I was born in Ft Lauderdale, Florida on the edge of the Everglades a long time ago. Santa used to come to our house on an airboat! My mother was born in southern Wisconsin (Clinton), her mother was born in Denmark and emigrated to the United States. Her father's family came to the New World in the 1630s. My father was born in St. Paul, Minnesota, his mother was born in Berne, Switzerland and moved to the United States in the 1890s. His father's family came to the New World in the 1740s after the Scots were defeated at the Battle of Colloden and their uncle beheaded in the Tower of London.
Both my mother and father were raised on farms, my dad went to college on a sheep judging scholarship and slept in the sheep barns throughout his undergraduate career at the University of Wisconsin in the 1930s! He continued with his studies and received his Ph.D. in Agronomy and Soils in 1937. He and my mother moved to the Everglades in 1938.
I received my Ph.D. in Physiology from the University of Florida, having studied and published numerous papers on the effect of insulin in cultured neuronal and glial cells. After graduate school I did postdoctoral training at Yale, University of Massachusetts and Sloan Kettering Institute in NYC under Joan Massague' studying Transforming Growth Factor- Beta and growth inhibition.
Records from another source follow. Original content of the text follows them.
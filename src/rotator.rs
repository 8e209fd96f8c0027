//! Round-robin rotation over a pool of resources (models, API tokens).

use serde::Serialize;
use std::sync::Mutex;

/// Snapshot of rotation progress for the dashboard.
#[derive(Debug, Clone, Serialize)]
pub struct RotatorStats {
    pub total_items: usize,
    pub current_index: usize,
    pub current_uses: usize,
    pub rotate_threshold: usize,
}

#[derive(Debug)]
struct RotatorState<T> {
    items: Vec<T>,
    uses_per_rotation: usize,
    current_index: usize,
    current_uses: usize,
}

/// Generic manager for rotating resources based on a uses-per-rotation
/// window. All operations are atomic; a plain mutex is enough since every
/// operation is O(1) and contention is negligible.
#[derive(Debug)]
pub struct Rotator<T> {
    inner: Mutex<RotatorState<T>>,
}

impl<T: Clone> Default for Rotator<T> {
    fn default() -> Self {
        Self::new()
    }
}

impl<T: Clone> Rotator<T> {
    pub fn new() -> Self {
        Self {
            inner: Mutex::new(RotatorState {
                items: Vec::new(),
                uses_per_rotation: 1,
                current_index: 0,
                current_uses: 0,
            }),
        }
    }

    /// Replace the resource pool and reset all counters. `uses_per_rotation`
    /// is clamped to at least 1.
    pub fn set_items(&self, items: Vec<T>, uses_per_rotation: usize) {
        let mut state = self.inner.lock().unwrap_or_else(|e| e.into_inner());
        state.items = items;
        state.uses_per_rotation = uses_per_rotation.max(1);
        // Resetting avoids an out-of-range index if the pool shrank.
        state.current_index = 0;
        state.current_uses = 0;
    }

    /// Return the current resource and count one use, advancing to the next
    /// item once the window is exhausted. The threshold check happens
    /// *before* the increment, so the first call of a fresh window still
    /// returns the current item.
    pub fn get_next(&self) -> Option<T> {
        let mut state = self.inner.lock().unwrap_or_else(|e| e.into_inner());
        if state.items.is_empty() {
            return None;
        }

        if state.current_uses >= state.uses_per_rotation {
            state.current_index = (state.current_index + 1) % state.items.len();
            state.current_uses = 0;
        }

        state.current_uses += 1;
        Some(state.items[state.current_index].clone())
    }

    /// Peek at the current resource without counting a use.
    pub fn peek(&self) -> Option<T> {
        let state = self.inner.lock().unwrap_or_else(|e| e.into_inner());
        if state.items.is_empty() {
            return None;
        }
        Some(state.items[state.current_index].clone())
    }

    pub fn is_empty(&self) -> bool {
        self.inner
            .lock()
            .unwrap_or_else(|e| e.into_inner())
            .items
            .is_empty()
    }

    pub fn stats(&self) -> RotatorStats {
        let state = self.inner.lock().unwrap_or_else(|e| e.into_inner());
        RotatorStats {
            total_items: state.items.len(),
            current_index: state.current_index,
            current_uses: state.current_uses,
            rotate_threshold: state.uses_per_rotation,
        }
    }
}

#[cfg(test)]
mod tests {
    use super::*;
    use std::collections::HashMap;

    #[test]
    fn test_empty_pool_yields_none() {
        let rotator: Rotator<String> = Rotator::new();
        assert_eq!(rotator.get_next(), None);
        assert_eq!(rotator.peek(), None);
        assert!(rotator.is_empty());
    }

    #[test]
    fn test_single_full_cycle() {
        let rotator = Rotator::new();
        rotator.set_items(vec!["a", "b", "c"], 2);

        // k=3 items, r=2 uses: exactly one full cycle in k*r calls.
        let cycle: Vec<_> = (0..6).filter_map(|_| rotator.get_next()).collect();
        assert_eq!(cycle, vec!["a", "a", "b", "b", "c", "c"]);

        // The next call wraps back to the first item.
        assert_eq!(rotator.get_next(), Some("a"));
    }

    #[test]
    fn test_fair_distribution() {
        let rotator = Rotator::new();
        rotator.set_items(vec![1, 2, 3], 3);

        // Over N calls each item appears floor(N/(k*r)) or ceil(N/(k*r)) times
        // per window; with N=100, k=3, r=3 counts may differ by at most r.
        let mut counts: HashMap<i32, usize> = HashMap::new();
        for _ in 0..100 {
            *counts.entry(rotator.get_next().unwrap()).or_default() += 1;
        }
        let min = counts.values().min().unwrap();
        let max = counts.values().max().unwrap();
        assert!(max - min <= 3, "unfair rotation: {counts:?}");
    }

    #[test]
    fn test_peek_does_not_advance() {
        let rotator = Rotator::new();
        rotator.set_items(vec!["x", "y"], 1);

        assert_eq!(rotator.peek(), Some("x"));
        assert_eq!(rotator.peek(), Some("x"));
        assert_eq!(rotator.get_next(), Some("x"));
        assert_eq!(rotator.get_next(), Some("y"));
    }

    #[test]
    fn test_set_items_resets_counters() {
        let rotator = Rotator::new();
        rotator.set_items(vec!["a", "b", "c"], 1);
        rotator.get_next();
        rotator.get_next();

        rotator.set_items(vec!["z"], 1);
        let stats = rotator.stats();
        assert_eq!(stats.current_index, 0);
        assert_eq!(stats.current_uses, 0);
        assert_eq!(rotator.get_next(), Some("z"));
        assert_eq!(rotator.get_next(), Some("z"));
    }

    #[test]
    fn test_uses_per_rotation_clamped() {
        let rotator = Rotator::new();
        rotator.set_items(vec!["a", "b"], 0);
        assert_eq!(rotator.stats().rotate_threshold, 1);
        assert_eq!(rotator.get_next(), Some("a"));
        assert_eq!(rotator.get_next(), Some("b"));
    }
}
Subsequently, I established a lab at the University of Minnesota, where I continued my research and developed a method to identify growth inhibited cells and genes that act as dominant suppressors of cell cycle.
Since 2017 I have taught at Dine College in beautiful Tsaile, Arizona in the Four Corners region. I teach Anatomy and Physiology for majors and non-majors and upper division courses in Cell and Molecular Biology. I am the advisor of the pre-professional club and am involved in collaborative research and training projects with the University of Arizona, Northern Arizona University and the University of Alaska-Fairbanks.